One of the sexy new features Hunk brings to the Splunk 6 smorgasbord, is preprocessing data. Since Hunk is built on top of Hadoop’s MapReduce framework, we can utilize it’s preprocessing framework. Basically, now you can take any data, write a piece of code that turns it into text, then search where it is stored!
Update: Code is open sourced here!
I’ve created a demo where you can select colors and get images that match the selection. It looks like this:
Image searching in Splunk? How is this possible? Indexing images?
Indexing images, no. Preprocessing at search time. There are no indexing costs.
I do this by searching a set of images stored on HDFS, my preprocessor extracts the color distribution of the images at search time, lastly my search returns me images sorted by how well they match my colors of choice.
How I did it
There are three parts to doing this:
- The Preprocessor
- Splunk Search
- Splunk 6 UI
The Preprocessor
Preprocessing is done by creating a custom Hadoop Record Reader in Java. Here’s a short description of the preprocessor I made for the image demo:
- Input: Image
- Output: Buckets of color ranges with percentages of total pixels that match the buckets color range.
- Output example:
{"colors" : [[[0.12, 4.34, 8.23, ...] ...] ...], "image":"/path"}
You can imagine adding more data such as: Geo Location, size of image, camera type and faces. I just created this simple preprocessor for the sake of the demo.
Splunk Search
I’ve created a search that scores images based on chosen colors and sorts the images by this score.

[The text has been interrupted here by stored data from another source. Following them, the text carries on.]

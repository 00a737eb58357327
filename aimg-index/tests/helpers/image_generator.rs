//! Tiny PNG fixtures with text chunks

use std::fs::File;
use std::io::BufWriter;
use std::path::{Path, PathBuf};

/// One fixture image: path relative to the root plus its text chunks
pub struct TestImage {
    pub relative_path: &'static str,
    pub chunks: Vec<(&'static str, &'static str)>,
}

impl TestImage {
    pub fn new(relative_path: &'static str, chunks: &[(&'static str, &'static str)]) -> Self {
        Self {
            relative_path,
            chunks: chunks.to_vec(),
        }
    }
}

/// Write a 4x3 RGB PNG with the given text chunks
pub fn write_png(path: &Path, chunks: &[(&str, &str)]) {
    if let Some(parent) = path.parent() {
        std::fs::create_dir_all(parent).unwrap();
    }

    let file = File::create(path).unwrap();
    let mut encoder = png::Encoder::new(BufWriter::new(file), 4, 3);
    encoder.set_color(png::ColorType::Rgb);
    encoder.set_depth(png::BitDepth::Eight);
    for (keyword, value) in chunks {
        encoder
            .add_text_chunk(keyword.to_string(), value.to_string())
            .unwrap();
    }
    let mut writer = encoder.write_header().unwrap();
    writer.write_image_data(&[0u8; 4 * 3 * 3]).unwrap();
}

/// Write every fixture under `root`; returns the absolute paths
pub fn generate_test_library(root: &Path, images: &[TestImage]) -> Vec<PathBuf> {
    images
        .iter()
        .map(|image| {
            let path = root.join(image.relative_path);
            write_png(&path, &image.chunks);
            path
        })
        .collect()
}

The first search I created was something like:
search index=images | eval score=color1+color2+…+colorN | sort -score by image
However, if an image has 100% of its pixels in any of the colors 1 to N, it would get a perfect score of 100, and that’s not great. I want the images that contain many of the selected colors to score higher, so I need to multiply the color values instead of add them together. This is what the search looks like when I’ve selected two colors:
search index=images AND colors | spath path=colors{1}{1}{7} output=color17 | spath path=colors{1}{2}{8} output=color28 | eval score=(1 + color17)*(1 + color28)*1 | eval score_pct=if(2<2, score, 100*(log(score,3))/log(pow((floor(100/3))+1,3),3)) | stats sum(score_pct) as relevance by image, source | sort -relevance
Notice that I didn’t do anything to my preprocessor when I wanted my search to change. This is great.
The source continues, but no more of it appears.